El texto comienza con la alabanza de la leche materna. Wollstonecraft, contra todas las arraigadas costumbres de su época, hace una encendida defensa de la crianza natural. La educación de las hijas comienza cuando beben la ternura de la leche materna. No soporta Mary la educación aristocrática que separa inmediatamente a los hijos para entregarlos a nodrizas y criados. El canto a la naturaleza la seduce. Las mujeres son hembras y no por nada, se acaba de crear el orden de los mamíferos en las ciencias naturales. Así que como la gata con los gatitos, las perrillas, las vacas o las yeguas, las mujeres dan leche. Han de darla a sus criaturas.

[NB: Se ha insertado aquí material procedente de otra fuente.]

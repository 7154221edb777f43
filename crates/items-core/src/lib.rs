//! Items Core
//!
//! Everything behind the item list screen that does not touch the DOM:
//! - domain: Item entity and request payloads
//! - form: Create/Edit form state machine and validation
//! - table: projection of the last fetched list into rows
//! - api: REST collaborator trait and its reqwest implementation
//! - controller: orchestrates fetch → render → submit → refetch

pub mod api;
pub mod config;
pub mod controller;
pub mod domain;
pub mod error;
pub mod form;
pub mod table;


pub use api::{HttpItemsApi, ItemsApi};
pub use config::{ControllerConfig, Labels, PriorityConfig, PriorityLevel};
pub use controller::{Dialogs, ItemListController, ItemListState, SubmitOutcome};
pub use domain::{Entity, Item, ItemId, ItemPayload};
pub use error::{ApiError, ApiResult, ValidationError};
pub use form::{ItemForm, Mode, SubmitTarget};
pub use table::{ItemTable, TableRow, TableView};
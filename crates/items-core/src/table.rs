//! Item Table
//!
//! Keeps the last successfully fetched list and projects it into rows.

use std::collections::HashMap;

use crate::domain::{Entity, Item, ItemId};

/// Columns without priority: id, nombre, descripcion, actions
const BASE_COLUMNS: usize = 4;

/// Last fetched items in server order, indexed by id
#[derive(Debug, Clone, Default, PartialEq)]
pub struct ItemTable {
    items: Vec<Item>,
    index: HashMap<ItemId, usize>,
}

impl ItemTable {
    pub fn replace(&mut self, items: Vec<Item>) {
        self.index = items
            .iter()
            .enumerate()
            .map(|(pos, item)| (item.id(), pos))
            .collect();
        self.items = items;
    }

    pub fn get(&self, id: ItemId) -> Option<&Item> {
        self.index.get(&id).map(|&pos| &self.items[pos])
    }

    pub fn len(&self) -> usize {
        self.items.len()
    }

    pub fn is_empty(&self) -> bool {
        self.items.is_empty()
    }

    pub fn rows(&self) -> Vec<TableRow> {
        self.items.iter().map(TableRow::from).collect()
    }

    /// View for a successful fetch of this table
    pub fn view(&self) -> TableView {
        if self.is_empty() {
            TableView::Empty
        } else {
            TableView::Rows(self.rows())
        }
    }
}

/// One rendered `<tr>`
#[derive(Debug, Clone, PartialEq, Eq)]
pub struct TableRow {
    pub id: ItemId,
    pub nombre: String,
    pub descripcion: String,
    pub id_prioridad: Option<i64>,
    pub tipo_prioridad: Option<String>,
}

impl From<&Item> for TableRow {
    fn from(item: &Item) -> Self {
        Self {
            id: item.id,
            nombre: item.nombre.clone(),
            descripcion: item.descripcion.clone(),
            id_prioridad: item.id_prioridad,
            tipo_prioridad: item.tipo_prioridad.clone(),
        }
    }
}

/// What the table body currently shows
#[derive(Debug, Clone, PartialEq, Eq, Default)]
pub enum TableView {
    /// Before the first fetch completes
    #[default]
    Loading,
    Rows(Vec<TableRow>),
    /// Single "no items" placeholder row
    Empty,
    /// Single error row
    Failed,
}

impl TableView {
    /// Number of `<tr>` elements rendered for this view
    pub fn row_count(&self) -> usize {
        match self {
            TableView::Loading => 0,
            TableView::Rows(rows) => rows.len(),
            TableView::Empty | TableView::Failed => 1,
        }
    }
}

/// `colspan` for placeholder rows
pub fn column_count(priority_enabled: bool) -> usize {
    if priority_enabled {
        BASE_COLUMNS + 1
    } else {
        BASE_COLUMNS
    }
}

#[cfg(test)]
mod tests {
    use super::*;

    #[test]
    fn test_rows_follow_server_order() {
        let mut table = ItemTable::default();
        table.replace(vec![
            Item::new(9, "Z", "last id first"),
            Item::new(2, "B", "b"),
            Item::new(5, "M", "m"),
        ]);

        let ids: Vec<ItemId> = table.rows().iter().map(|r| r.id).collect();
        assert_eq!(ids, vec![9, 2, 5]);
        assert_eq!(table.view().row_count(), 3);
    }

    #[test]
    fn test_empty_list_renders_one_placeholder() {
        let mut table = ItemTable::default();
        table.replace(Vec::new());
        assert_eq!(table.view(), TableView::Empty);
        assert_eq!(table.view().row_count(), 1);
    }

    #[test]
    fn test_replace_rebuilds_index() {
        let mut table = ItemTable::default();
        table.replace(vec![Item::new(1, "A", "a"), Item::new(2, "B", "b")]);
        assert_eq!(table.get(2).map(|i| i.nombre.as_str()), Some("B"));

        table.replace(vec![Item::new(3, "C", "c")]);
        assert!(table.get(1).is_none());
        assert!(table.get(2).is_none());
        assert_eq!(table.get(3).map(|i| i.nombre.as_str()), Some("C"));
        assert_eq!(table.len(), 1);
    }

    #[test]
    fn test_row_copies_priority_label() {
        let row = TableRow::from(&Item::new(1, "A", "d").with_priority(1, "Alta"));
        assert_eq!(row.id_prioridad, Some(1));
        assert_eq!(row.tipo_prioridad.as_deref(), Some("Alta"));
    }

    #[test]
    fn test_column_count() {
        assert_eq!(column_count(false), 4);
        assert_eq!(column_count(true), 5);
    }
}
//! Item Form Component
//!
//! Create/Edit form. The hidden id and the button label follow the
//! controller's form mode.

use leptos::ev::SubmitEvent;
use leptos::prelude::*;
use leptos::task::spawn_local;

use crate::components::PrioritySelector;
use crate::context::use_app_context;

#[component]
pub fn ItemForm() -> impl IntoView {
    let ctx = use_app_context();
    let form = ctx.form;
    let config = ctx.config();
    let labels = config.labels.clone();

    let hidden_id = Memo::new(move |_| form.with(|f| f.hidden_id()));
    let nombre = Memo::new(move |_| form.with(|f| f.nombre.clone()));
    let descripcion = Memo::new(move |_| form.with(|f| f.descripcion.clone()));
    let submit_label = Memo::new(move |_| form.with(|f| f.submit_label(&labels).to_string()));

    let on_submit = move |ev: SubmitEvent| {
        ev.prevent_default();
        let controller = ctx.controller();
        spawn_local(async move {
            controller.submit().await;
        });
    };

    view! {
        <form id="crud-form" class="item-form" on:submit=on_submit>
            <input
                type="hidden"
                id="item-id"
                prop:value=move || hidden_id.get()
            />

            <label for="item-name">"Nombre"</label>
            <input
                type="text"
                id="item-name"
                prop:value=move || nombre.get()
                on:input=move |ev| ctx.controller().set_nombre(event_target_value(&ev))
            />

            <label for="item-description">"Descripción"</label>
            <input
                type="text"
                id="item-description"
                prop:value=move || descripcion.get()
                on:input=move |ev| ctx.controller().set_descripcion(event_target_value(&ev))
            />

            {config.priority.map(|priority| view! { <PrioritySelector priority=priority /> })}

            <button type="submit" id="submit-button">{move || submit_label.get()}</button>
        </form>
    }
}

No por menos, había Linneo fabricado recientemente el orden de los mamíferos. Las mujeres son hembras. La primera parte de la educación la da el instinto. Y esto su siglo no lo tenía tan claro, ni debo decir, el nuestro tampoco. Debe recordarse aquí un influyente trabajo que sobre el supuesto instinto maternal publicó Badinter hace dos décadas.
No imaginamos cómo sonaba la crianza natural en los oídos del siglo XVIII. Dar de mamar era para las clases inferiores que, si podían, lo delegaban. Semejante desprecio no era aprecio por la libertad de las mujeres, sino un asunto de términos civilizatorios. Lloyd de Mause, el magnífico historiador de la pedagogía, lo explicó: la crianza antigua busca ante todo distanciarse de la animalidad; se debe borrar ese rastro. El amamantamiento se delega; la postura erecta se consigue atando a los bebés a tablas rígidas. Y por lo mismo existían también andadores y se impedía gatear a las criaturas. La costumbre de dar el pecho estaba peor vista a medida que se avanzaba en la escala social. Imagino que como consecuencia de su odio sobrevenido a la recientemente conocida aristocracia, Mary decidió comenzar por ahí.